The irony with this is it's the Tolerance Museum (Simon Wiesenthal Museum) that evolved the 'six million Jews and five million others' meme that does the rounds.
I personally reserve the title 'Holocaust' to the mass murder of Jews in Europe between 1939 and 1945. There was indeed something distinctive about this genocide, compared to the manifold other crimes of the Third Reich.
I think it's because of the Cold War that the majority of Nazism's other crimes have been so suppressed in the popular consciousness. Poland and the Soviet Union suffered worst in all regards; and they also lost the largest number of Holocaust victims. Probably 30 million Poles and Soviet citizens were killed in the war, of whom less than 1/3 were killed in action, and of whom more than 4 million were Jews. That means something like 12-16 million Slavic Polish, Russian, Belorussian and Ukrainian civilians and POWs died of starvation, or were sent to camps, or were executed in reprisals, or were killed by some other means.
But as a proportion of the local population, this was only a fraction. 90% of Polish Jews were wiped out. Whatever one says, there's somethign distinctive about the intensity of that. And it's now accepted that the often-heard 'six million Polish citizens' figure is a political fudge to 'equalise' the number of Polish and Polish Jewish victims. More Polish Jews than Poles lost their lives in WWII.
It's different in the Ukraine and in Russia; 5-6 million Ukrainian civilians lost their lives of whom 1.5 million were Jews, and these figures overlap with the Polish ones because of border changes after the war. But you can see that there, the majority of victims were Slavs. And most of them died not by being deliberately killed, but because of famine.
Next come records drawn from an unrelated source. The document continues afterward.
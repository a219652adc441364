//! Import command - Converge a JSON-file store to a CSV roster

use crate::error::CliResult;
use crate::lock::StoreLock;
use crate::logging;
use clap::Args;
use rostersync_directory::InMemoryDirectory;
use rostersync_import::{ImportConfiguration, ImportEngine, RunResult};
use std::fs::File;
use std::path::PathBuf;
use std::sync::Arc;
use tracing::info;

/// Arguments for the import command
#[derive(Args, Debug, Clone)]
pub struct ImportArgs {
    /// Import configuration (JSON)
    #[arg(long, short = 'c')]
    pub config: PathBuf,

    /// Roster CSV file
    #[arg(long, short = 'i')]
    pub input: PathBuf,

    /// Directory store snapshot (JSON); created if missing
    #[arg(long, short = 's')]
    pub store: PathBuf,

    /// Plan and validate without writing to the store
    #[arg(long)]
    pub dry_run: bool,

    /// Debug logging
    #[arg(long, short = 'v')]
    pub verbose: bool,

    /// Write the run report here instead of stdout
    #[arg(long, short = 'o')]
    pub output: Option<PathBuf>,
}

/// Execute the import command and return the process exit code.
pub async fn execute(args: ImportArgs) -> CliResult<i32> {
    logging::init(args.verbose);

    let result = run_import(&args).await?;
    let report = serde_json::to_string_pretty(&result)?;
    match &args.output {
        Some(path) => std::fs::write(path, report)?,
        None => println!("{report}"),
    }
    Ok(result.exit_code())
}

/// Lock the store, run the import and persist the snapshot.
pub async fn run_import(args: &ImportArgs) -> CliResult<RunResult> {
    let config = ImportConfiguration::load(&args.config)?;
    let _lock = StoreLock::acquire(&args.store)?;

    let store = Arc::new(InMemoryDirectory::load_json(&args.store).await?);
    let mut engine = ImportEngine::new(config, store.clone())?;
    if args.dry_run {
        engine = engine.with_dry_run(true);
    }

    let result = engine.run(File::open(&args.input)?).await?;

    if !result.dry_run {
        store.save_json(&args.store).await?;
    }
    info!(
        run_id = %result.run_id,
        exit_code = result.exit_code(),
        dry_run = result.dry_run,
        "Import finished"
    );
    Ok(result)
}
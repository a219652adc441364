//! Import engine.
//!
//! The run surface: takes a configuration and an input feed, drives the
//! pipeline stages in order and returns the [`RunResult`].
//!
//! ```text
//!  CSV ─▶ read ─▶ pre-read hooks ─▶ map ─▶ usernames ─▶ plan ─▶ execute
//!                      │             │         │                  │
//!                      └─ skip ──────┴─ error ─┴──▶ protected     └─▶ RunResult
//! ```
//!
//! Only [`ConfigurationError`]s, unreadable input and a store that cannot
//! be read at the start of a run surface as `Err`. Everything after that
//! lands in the report.

use chrono::{DateTime, Utc};
use rostersync_directory::{
    DirectoryResult, DirectoryStore, EntryKey, Filter, OBJECT_CLASS_ATTRIBUTE,
    SCHOOL_OBJECT_CLASS,
};
use std::collections::{BTreeMap, BTreeSet};
use std::io::Read;
use std::sync::Arc;
use tokio_util::sync::CancellationToken;
use tracing::{debug, info, instrument, warn};
use uuid::Uuid;

use crate::config::{ImportConfiguration, ValidatedConfig};
use crate::error::{ConfigurationError, ImportError, ImportResult, MappingError};
use crate::executor::ReconciliationExecutor;
use crate::hooks::{
    Dispatch, HeaderSwapHook, HookContext, HookDispatcher, HookPayload, HookRegistration,
    HookRegistry, HookStage,
};
use crate::identity::{IdentityIndex, MatchKind};
use crate::mapper::{MappedRecord, RecordMapper};
use crate::plan::{Plan, Planner};
use crate::reader::read_csv;
use crate::record::{fields, IdentityKey};
use crate::report::{AbortReason, ErrorKind, RecordError, RunResult};
use crate::scheme::Rendered;
use crate::username::{with_implicit_counter, UsernameAllocator, UsernameFormatter};

const STAGE_READ: &str = "read";
const STAGE_MAP: &str = "map";
const STAGE_USERNAME: &str = "username";

fn error_kind(error: &ImportError) -> ErrorKind {
    match error {
        ImportError::IdentityCollision { .. } => ErrorKind::IdentityCollision,
        ImportError::Store(_) => ErrorKind::Store,
        ImportError::HookAbort { .. } => ErrorKind::Hook,
        _ => ErrorKind::Mapping,
    }
}

/// Names of the schools (OUs) known to the store.
pub async fn load_schools(store: &dyn DirectoryStore) -> DirectoryResult<BTreeSet<String>> {
    let schools = store
        .search(&Filter::eq(OBJECT_CLASS_ATTRIBUTE, SCHOOL_OBJECT_CLASS))
        .await?;
    Ok(schools.into_iter().map(|s| s.container).collect())
}

/// Runs imports of one configuration against one store.
pub struct ImportEngine {
    config: ValidatedConfig,
    store: Arc<dyn DirectoryStore>,
    registrations: Vec<HookRegistration>,
    cancel: CancellationToken,
}

impl ImportEngine {
    /// Check `config` and build an engine. Fails before any row is read.
    pub fn new(
        config: ImportConfiguration,
        store: Arc<dyn DirectoryStore>,
    ) -> Result<Self, ConfigurationError> {
        Ok(Self::from_validated(config.validate()?, store))
    }

    pub fn from_validated(config: ValidatedConfig, store: Arc<dyn DirectoryStore>) -> Self {
        Self {
            config,
            store,
            registrations: Vec::new(),
            cancel: CancellationToken::new(),
        }
    }

    /// Register a programmatic hook in addition to the configured ones.
    #[must_use]
    pub fn with_hook(mut self, registration: HookRegistration) -> Self {
        self.registrations.push(registration);
        self
    }

    #[must_use]
    pub fn with_cancellation(mut self, cancel: CancellationToken) -> Self {
        self.cancel = cancel;
        self
    }

    /// Override the document's `dry_run` flag.
    #[must_use]
    pub fn with_dry_run(mut self, dry_run: bool) -> Self {
        self.config.set_dry_run(dry_run);
        self
    }

    /// Token that cancels the current run when triggered.
    pub fn cancellation_token(&self) -> CancellationToken {
        self.cancel.clone()
    }

    pub fn config(&self) -> &ValidatedConfig {
        &self.config
    }

    fn registry(&self) -> Result<HookRegistry, ConfigurationError> {
        let raw = self.config.raw();
        let mut builder = HookRegistry::builder();
        if !raw.header_swap.is_empty() {
            builder = builder.register(
                HookStage::PreRead,
                i32::MIN,
                Arc::new(HeaderSwapHook::new(raw.header_swap.clone())),
            );
        }
        for definition in &raw.hooks {
            if let Some(registration) = definition.clone().into_registration()? {
                builder = builder.add(registration);
            }
        }
        for registration in &self.registrations {
            builder = builder.add(registration.clone());
        }
        Ok(builder.build())
    }

    /// Run one import now.
    pub async fn run(&self, input: impl Read) -> ImportResult<RunResult> {
        self.run_at(input, Utc::now()).await
    }

    /// Run one import as if the clock read `now`.
    #[instrument(skip(self, input), fields(source_uid = %self.config.source_uid(), dry_run = self.config.is_dry_run()))]
    pub async fn run_at(&self, input: impl Read, now: DateTime<Utc>) -> ImportResult<RunResult> {
        let raw = self.config.raw();
        let run_id = Uuid::new_v4();
        let mut result = RunResult::new(run_id, self.config.source_uid(), self.config.is_dry_run());
        let dispatcher = HookDispatcher::new(
            Arc::new(self.registry()?),
            HookContext {
                run_id,
                source_uid: self.config.source_uid().to_string(),
                dry_run: self.config.is_dry_run(),
            },
        );
        info!(run_id = %run_id, "Import run started");

        let input = read_csv(input, raw.csv_delimiter as u8)?;
        debug!(rows = input.rows.len(), headers = ?input.headers, "Read input");
        for error in input.errors {
            let error = RecordError::new(STAGE_READ, ErrorKind::Mapping, error.message)
                .with_line(error.line);
            if result.record_failure(error, raw.tolerate_errors) {
                return Ok(finish(result));
            }
        }

        let store = self.store.as_ref();
        let schools = load_schools(store).await?;
        let index =
            IdentityIndex::load(store, self.config.source_uid(), raw.legacy_username_matching)
                .await?;
        let mapper = RecordMapper::new(&self.config).with_schools(&schools);
        let mut protected: BTreeSet<IdentityKey> = BTreeSet::new();
        let mut seen: BTreeMap<IdentityKey, usize> = BTreeMap::new();
        let mut pending: Vec<MappedRecord> = Vec::new();

        for row in input.rows {
            if self.cancel.is_cancelled() {
                warn!(line = row.line, "Run cancelled while reading rows");
                result.abort = Some(AbortReason::Cancelled);
                return Ok(finish(result));
            }
            let line = row.line;
            let hint = mapper.peek_identity(&row);

            let row = match dispatcher.dispatch(HookStage::PreRead, HookPayload::Row(row)).await {
                Dispatch::Continue(HookPayload::Row(row)) => row,
                Dispatch::Continue(_) => {
                    warn!(line, "Pre-read hooks returned no row");
                    continue;
                }
                Dispatch::SkipRecord { hook, reason } => {
                    debug!(line, hook = %hook, reason = %reason, "Row skipped");
                    result.statistics.skipped += 1;
                    protected.extend(hint);
                    continue;
                }
                Dispatch::Abort { hook, reason } => {
                    result.abort = Some(AbortReason::HookAbort { hook, reason });
                    return Ok(finish(result));
                }
                Dispatch::Failed { hook, error } => {
                    protected.extend(hint.clone());
                    let error = RecordError::new(
                        HookStage::PreRead.as_str(),
                        ErrorKind::Hook,
                        format!("hook '{hook}': {error}"),
                    )
                    .with_identity(hint)
                    .with_line(line);
                    if result.record_failure(error, raw.tolerate_errors) {
                        return Ok(finish(result));
                    }
                    continue;
                }
            };

            let mapped = match mapper.map(&row) {
                Ok(mapped) => mapped,
                Err(e) => {
                    let identity = mapper.peek_identity(&row).or(hint);
                    protected.extend(identity.clone());
                    let error = RecordError::new(STAGE_MAP, ErrorKind::Mapping, e.message)
                        .with_identity(identity)
                        .with_line(e.line);
                    if result.record_failure(error, raw.tolerate_errors) {
                        return Ok(finish(result));
                    }
                    continue;
                }
            };

            let identity = mapped.identity();
            if let Some(&first_line) = seen.get(&identity) {
                let error = RecordError::new(
                    STAGE_MAP,
                    ErrorKind::IdentityCollision,
                    format!("record_uid already used on line {first_line}"),
                )
                .with_identity(Some(identity))
                .with_line(line);
                if result.record_failure(error, raw.tolerate_errors) {
                    return Ok(finish(result));
                }
                continue;
            }
            seen.insert(identity, line);
            pending.push(mapped);
        }

        // Usernames are settled once the input is complete, so that names
        // freed by deletions running first can be handed out again.
        let planner = Planner::new(&self.config, now);
        let released = planner.vacated_usernames(&pending, &index, &protected);
        if !released.is_empty() {
            debug!(count = released.len(), "Usernames released by planned deletions");
        }
        let mut allocator = UsernameAllocator::new(raw.username.max_counter_attempts)
            .with_released(released.clone());
        let mut adopted: BTreeMap<EntryKey, IdentityKey> = BTreeMap::new();
        let mut records: Vec<MappedRecord> = Vec::with_capacity(pending.len());

        for mut mapped in pending {
            if !mapped.record.is_delete_request() {
                if let Err(e) = self
                    .assign_username(&mut mapped, &index, &mut allocator, &mut adopted, &mapper)
                    .await
                {
                    let identity = mapped.identity();
                    protected.insert(identity.clone());
                    let error = RecordError::new(STAGE_USERNAME, error_kind(&e), e.to_string())
                        .with_identity(Some(identity))
                        .with_line(mapped.line());
                    if result.record_failure(error, raw.tolerate_errors) {
                        return Ok(finish(result));
                    }
                    continue;
                }
            }
            records.push(mapped);
        }

        let Plan {
            actions,
            not_present,
            unchanged,
            errors,
        } = planner.plan(records, &index, &protected);
        for error in errors {
            if result.record_failure(error, raw.tolerate_errors) {
                return Ok(finish(result));
            }
        }
        result.not_present = not_present;
        result.statistics.unchanged = unchanged.len() as u32;

        let executor = ReconciliationExecutor::new(store, &self.config, &dispatcher, &schools)
            .with_cancellation(self.cancel.clone())
            .with_released_usernames(released);
        let result = executor.execute(actions, result).await;
        Ok(finish(result))
    }

    /// Settle the record's username.
    ///
    /// A matched entity keeps its stored username; otherwise a unique one is
    /// allocated from the scheme rendering or the delivered column. A legacy
    /// entity is adopted by the first record claiming it; later claims fail.
    async fn assign_username(
        &self,
        mapped: &mut MappedRecord,
        index: &IdentityIndex,
        allocator: &mut UsernameAllocator,
        adopted: &mut BTreeMap<EntryKey, IdentityKey>,
        mapper: &RecordMapper<'_>,
    ) -> ImportResult<()> {
        let identity = mapped.identity();
        let line = mapped.line();
        let resolved = index.resolve(&mapped.record, mapped.delivered_username.as_deref())?;
        if let Some(r) = resolved.as_ref().filter(|r| r.via == MatchKind::LegacyUsername) {
            if let Some(owner) = adopted.get(&r.entity.key) {
                return Err(ImportError::IdentityCollision {
                    identity: identity.to_string(),
                    message: format!("legacy entity {} already adopted by {owner}", r.entity.key),
                });
            }
            adopted.insert(r.entity.key.clone(), identity.clone());
        }
        let stored = resolved
            .as_ref()
            .and_then(|r| r.entity.attribute(fields::USERNAME))
            .map(str::to_string);

        let username = match stored {
            Some(stored) => {
                allocator.reserve(stored.clone(), identity);
                stored
            }
            None => {
                let formatter = UsernameFormatter::for_role(&self.config, mapped.record.role);
                let template = match (&mapped.username_template, &mapped.delivered_username) {
                    (Some(rendered), _) => {
                        formatter.format_template(&with_implicit_counter(rendered.clone()))
                    }
                    (None, Some(delivered)) => Rendered {
                        prefix: formatter.format(delivered, false),
                        counter: None,
                        suffix: String::new(),
                    },
                    (None, None) => return Err(MappingError::missing(line, fields::USERNAME).into()),
                };
                allocator
                    .allocate(&template, &identity, line, self.store.as_ref())
                    .await?
            }
        };

        mapped.record.set(fields::USERNAME, username);
        mapper.rerender_dependents(&mut mapped.record, fields::USERNAME)?;
        Ok(())
    }
}

fn finish(mut result: RunResult) -> RunResult {
    result.finish();
    let stats = &result.statistics;
    info!(
        run_id = %result.run_id,
        created = stats.created,
        modified = stats.modified,
        moved = stats.moved,
        deleted = stats.deleted,
        deferred = stats.deferred,
        skipped = stats.skipped,
        unchanged = stats.unchanged,
        failed = result.failure_count(),
        aborted = ?result.abort,
        "Import run finished"
    );
    result
}
//! The two-line session footer.
//!
//! [`Footer`] owns the cached repository snapshot and the scheduler that
//! refreshes it. Rendering is a pure function of that snapshot plus the
//! host's [`SessionView`], so every redraw is cheap and never touches git.

use std::fmt::Write as _;
use std::path::{Path, PathBuf};
use std::sync::{Arc, Mutex, PoisonError, RwLock};
use std::time::Duration;

use chrono::{DateTime, Utc};
use serde::Deserialize;
use serde_json::Value;
use tracing::debug;

use crate::bar::{BarUsage, build_bar};
use crate::git::{GitCounts, GitInfo, GitRunner, collect_git_info};
use crate::layout::{bar_cells, fit_to_width, join_segments, visible_width};
use crate::refresh::{ChangeSignal, Collector, REFRESH_INTERVAL, RefreshScheduler};
use crate::settings::{CompactionOverride, CompactionSettings, SettingsPaths, home_dir, merge};
use crate::style::{
    BLUE, CYAN, DIM_CYAN, DIM_GREEN, DIM_MAGENTA, DIM_RED, DIM_WHITE, DIM_YELLOW, GREEN, RED,
    ThinkingLevel, WHITE, YELLOW, format_elapsed, normalize_model, normalize_path, paint,
};
use crate::usage::{SessionEntry, lenient_entries, lenient_opt_number, usage_data};

const DEFAULT_CONTEXT_WINDOW: f64 = 200_000.0;

/// Asks the host to repaint the footer.
pub type Redraw = Arc<dyn Fn() + Send + Sync>;

/// Model metadata supplied by the host.
#[derive(Debug, Clone, Default, Deserialize)]
#[serde(rename_all = "camelCase")]
pub struct ModelInfo {
    #[serde(default)]
    pub name: Option<String>,
    #[serde(default)]
    pub id: Option<String>,
    #[serde(default, deserialize_with = "lenient_opt_number")]
    pub context_window: Option<f64>,
}

/// Live context occupancy reported by the host.
#[derive(Debug, Clone, Copy, Default, Deserialize)]
#[serde(rename_all = "camelCase")]
pub struct ContextUsage {
    #[serde(default, deserialize_with = "lenient_opt_number")]
    pub tokens: Option<f64>,
    #[serde(default, deserialize_with = "lenient_opt_number")]
    pub percent: Option<f64>,
    #[serde(default, deserialize_with = "lenient_opt_number")]
    pub context_window: Option<f64>,
}

/// Everything the host knows about the session at render time.
#[derive(Debug, Clone, Default, Deserialize)]
#[serde(rename_all = "camelCase")]
pub struct SessionView {
    #[serde(default)]
    pub model: Option<ModelInfo>,
    #[serde(default)]
    pub context_usage: Option<ContextUsage>,
    #[serde(default, deserialize_with = "lenient_entries")]
    pub entries: Vec<SessionEntry>,
    #[serde(default)]
    pub cwd: String,
    #[serde(default)]
    pub thinking_level: String,
}

/// State published by each refresh pass.
#[derive(Debug, Clone, Default, PartialEq)]
pub struct FooterSnapshot {
    pub git: GitInfo,
    pub compaction: CompactionSettings,
}

/// Process environment consulted while rendering.
#[derive(Debug, Clone)]
pub struct RenderEnv {
    pub home: String,
    pub now: DateTime<Utc>,
}

impl RenderEnv {
    pub fn current() -> Self {
        Self {
            home: home_dir(),
            now: Utc::now(),
        }
    }
}

fn floor_tokens(n: f64) -> u64 {
    if n.is_finite() && n > 0.0 { n.floor() as u64 } else { 0 }
}

fn percent_colors(used_pct: u64) -> (&'static str, &'static str) {
    if used_pct >= 85 {
        (RED, DIM_RED)
    } else if used_pct >= 60 {
        (YELLOW, DIM_YELLOW)
    } else {
        (GREEN, DIM_GREEN)
    }
}

fn model_segment(view: &SessionView) -> String {
    let raw = view
        .model
        .as_ref()
        .and_then(|model| {
            [model.name.as_deref(), model.id.as_deref()]
                .into_iter()
                .flatten()
                .find(|value| !value.is_empty())
        })
        .unwrap_or("Claude");
    let model = paint(WHITE, &normalize_model(raw));
    let thinking = ThinkingLevel::parse(&view.thinking_level).render();
    join_segments(&[&model, &thinking])
}

fn context_line(width: usize, view: &SessionView, snapshot: &FooterSnapshot, env: &RenderEnv) -> String {
    let usage = usage_data(&view.entries);
    let context = view.context_usage.unwrap_or_default();

    let window = context
        .context_window
        .or_else(|| view.model.as_ref().and_then(|model| model.context_window))
        .unwrap_or(DEFAULT_CONTEXT_WINDOW);
    let total_tokens = floor_tokens(window).max(1);
    let context_tokens = floor_tokens(context.tokens.unwrap_or(0.0));

    let raw_pct = match context.percent {
        Some(pct) if pct.is_finite() && pct > 0.0 => pct,
        _ => context_tokens as f64 * 100.0 / total_tokens as f64,
    };
    let used_pct = raw_pct.round().clamp(0.0, 100.0) as u64;

    let (mut fresh, cached) = match usage.latest {
        Some(latest) => (latest.input, latest.cached()),
        None => (context_tokens, 0),
    };
    let reported = fresh.saturating_add(cached);
    if reported < context_tokens {
        fresh += context_tokens - reported;
    }

    let (pct_color, dim_pct_color) = percent_colors(used_pct);
    let mut right = paint(pct_color, &format!("{used_pct}%"));
    if width >= 50 {
        let used_k = context_tokens.max(fresh.saturating_add(cached)) / 1000;
        let total_k = total_tokens / 1000;
        let _ = write!(right, " {}", paint(dim_pct_color, &format!("{used_k}k/{total_k}k")));
    }
    if width >= 55 {
        let elapsed = format_elapsed(usage.elapsed_ms(env.now));
        let _ = write!(right, " {}", paint(DIM_MAGENTA, &elapsed));
    }
    if width >= 60 && usage.total_cost > 0.0 {
        let cost = format!("${:.2}", usage.total_cost);
        let _ = write!(right, " {}", paint(DIM_YELLOW, &cost));
    }

    let left = model_segment(view);
    let cells = bar_cells(width, visible_width(&left), visible_width(&right));
    let bar = build_bar(
        cells,
        BarUsage {
            total_tokens,
            fresh_tokens: fresh,
            cached_tokens: cached,
        },
        &snapshot.compaction,
    );
    join_segments(&[&left, &bar, &right])
}

fn git_status(counts: &GitCounts) -> String {
    let parts = [
        (counts.staged, DIM_GREEN, "●"),
        (counts.modified, DIM_YELLOW, "●"),
        (counts.untracked, DIM_CYAN, "○"),
        (counts.ahead, CYAN, "↑"),
        (counts.behind, CYAN, "↓"),
    ];
    let rendered: Vec<String> = parts
        .iter()
        .filter(|(count, _, _)| *count > 0)
        .map(|(count, color, glyph)| {
            format!("{}{}", paint(color, glyph), paint(DIM_WHITE, &count.to_string()))
        })
        .collect();
    rendered.join(" ")
}
//! pi-statusline library
//!
//! A two-line terminal footer for coding-agent sessions: model, context bar and
//! cost on the first line, repository state on the second. The binary in
//! main.rs feeds it one JSON session document from stdin.

pub mod bar;
pub mod error;
pub mod footer;
pub mod git;
pub mod layout;
pub mod refresh;
pub mod settings;
pub mod style;
pub mod usage;

pub use bar::{BarAllocation, BarUsage, build_bar};
pub use error::{Result, StatuslineError};
pub use footer::{
    Footer, FooterController, FooterSnapshot, LifecycleEvent, RenderEnv, SessionView,
    render_footer_lines,
};
pub use git::{GitCounts, GitInfo, GitRunner, ProcessGitRunner, collect_git_info};
pub use layout::{fit_to_width, truncate_to_width, visible_width};
pub use refresh::{ChangeNotifier, ChangeSignal, Collector, RefreshScheduler, Subscription};
pub use settings::{CompactionOverride, CompactionSettings, SettingsPaths};
pub use usage::{SessionEntry, UsageData, UsageSnapshot, usage_data};
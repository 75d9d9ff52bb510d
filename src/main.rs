use std::env;
use std::io::{self, BufWriter, Read, Write};
use std::path::PathBuf;
use std::sync::{Arc, Mutex};

use anyhow::{Context, Result};
use clap::Parser;
use serde::Deserialize;
use serde_json::Value;
use tokio::sync::Notify;
use tracing::debug;
use tracing_subscriber::EnvFilter;

use pi_statusline::footer::{Footer, FooterCollector, RenderEnv, SessionView, render_footer_lines};
use pi_statusline::git::ProcessGitRunner;
use pi_statusline::refresh::{ChangeNotifier, Collector};
use pi_statusline::settings::{CompactionOverride, SettingsPaths};

const LOG_ENV: &str = "PI_STATUSLINE_LOG";
const DEFAULT_WIDTH: i32 = 80;

/// Print the two-line session footer for the JSON session read from stdin.
#[derive(Parser, Debug)]
#[command(name = "pi-statusline", version)]
struct Cli {
    /// Terminal width in columns. Defaults to the input's `width`, then the terminal size.
    #[arg(long, allow_negative_numbers = true)]
    width: Option<i32>,

    /// Keep refreshing and reprint on every change until Ctrl-C.
    #[arg(long)]
    watch: bool,

    /// Directory to inspect instead of the session's `cwd`.
    #[arg(long)]
    cwd: Option<PathBuf>,
}

#[derive(Deserialize, Default)]
struct Input {
    #[serde(flatten)]
    session: SessionView,
    #[serde(default)]
    width: Option<Value>,
    #[serde(default)]
    settings: Option<Value>,
}

fn init_tracing() {
    let filter = EnvFilter::try_from_env(LOG_ENV).unwrap_or_else(|_| EnvFilter::new("off"));
    let _ = tracing_subscriber::fmt()
        .with_env_filter(filter)
        .with_writer(io::stderr)
        .with_target(false)
        .try_init();
}

fn read_input() -> Result<Input> {
    let mut raw = String::with_capacity(4096);
    io::stdin().read_to_string(&mut raw).context("reading session json from stdin")?;
    if raw.trim().is_empty() {
        return Ok(Input::default());
    }
    Ok(serde_json::from_str(&raw).unwrap_or_else(|err| {
        debug!(%err, "malformed session json, rendering defaults");
        Input::default()
    }))
}

fn resolve_width(cli: Option<i32>, input: Option<&Value>) -> i32 {
    if let Some(width) = cli {
        return width;
    }
    if let Some(width) = input.and_then(Value::as_f64).filter(|w| w.is_finite()) {
        return width.floor().clamp(f64::from(i32::MIN), f64::from(i32::MAX)) as i32;
    }
    terminal_size::terminal_size()
        .map(|(terminal_size::Width(w), _)| i32::from(w))
        .unwrap_or(DEFAULT_WIDTH)
}

fn write_lines(lines: &[String; 2]) -> Result<()> {
    let stdout = io::stdout();
    let mut out = BufWriter::new(stdout.lock());
    for line in lines {
        writeln!(out, "{line}")?;
    }
    out.flush()?;
    Ok(())
}

async fn print_once(cwd: PathBuf, input: &Input, width: i32) -> Result<()> {
    let session = input.settings.as_ref().and_then(CompactionOverride::from_settings);
    let paths = SettingsPaths::from_env(&cwd);
    let collector = FooterCollector::new(
        ProcessGitRunner::default(),
        cwd,
        paths,
        Arc::new(Mutex::new(session)),
    );
    let snapshot = collector.collect().await;
    write_lines(&render_footer_lines(width, &input.session, &snapshot, &RenderEnv::current()))
}

/// Forward SIGUSR1 to the change signal so hooks can force a refresh.
#[cfg(unix)]
fn forward_user_signal(notifier: ChangeNotifier) -> Result<()> {
    use tokio::signal::unix::{SignalKind, signal};

    let mut user1 = signal(SignalKind::user_defined1()).context("installing SIGUSR1 handler")?;
    tokio::spawn(async move {
        while user1.recv().await.is_some() {
            debug!("SIGUSR1, refreshing");
            notifier.notify();
        }
    });
    Ok(())
}

#[cfg(not(unix))]
fn forward_user_signal(_notifier: ChangeNotifier) -> Result<()> {
    Ok(())
}

async fn watch(cwd: PathBuf, input: &Input, width: i32) -> Result<()> {
    let notifier = ChangeNotifier::new();
    forward_user_signal(notifier.clone())?;

    let dirty = Arc::new(Notify::new());
    let wake = Arc::clone(&dirty);
    let mut footer = Footer::install(
        ProcessGitRunner::default(),
        &cwd,
        Some(&notifier),
        Arc::new(move || wake.notify_one()),
    );
    if let Some(doc) = &input.settings {
        footer.apply_session_settings(doc);
    }

    let shutdown = tokio::signal::ctrl_c();
    tokio::pin!(shutdown);
    loop {
        tokio::select! {
            () = dirty.notified() => write_lines(&footer.render(width, &input.session))?,
            result = &mut shutdown => {
                result.context("waiting for ctrl-c")?;
                break;
            }
        }
    }

    footer.dispose();
    Ok(())
}

#[tokio::main(flavor = "current_thread")]
async fn main() -> Result<()> {
    init_tracing();
    let cli = Cli::parse();

    let mut input = read_input()?;
    let width = resolve_width(cli.width, input.width.as_ref());

    let cwd = match cli.cwd {
        Some(dir) => dir,
        None if !input.session.cwd.is_empty() => PathBuf::from(&input.session.cwd),
        None => env::current_dir().context("resolving current directory")?,
    };
    if input.session.cwd.is_empty() {
        input.session.cwd = cwd.to_string_lossy().into_owned();
    }
    debug!(cwd = %cwd.display(), width, watch = cli.watch, "starting");

    if cli.watch {
        watch(cwd, &input, width).await
    } else {
        print_once(cwd, &input, width).await
    }
}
What I think people should remember most of all today is that deliberate starvation was and is a crime against humanity. There are no gas chambers in Darfur, yet about a quarter of a million people have died there in the past few years largely from hunger. People can quibble as to whether it's 'genocide' or not, but I think the focus on terms and labels is not always helpful. People shouldn't have to wait for something to be deemed genocide before making their views known.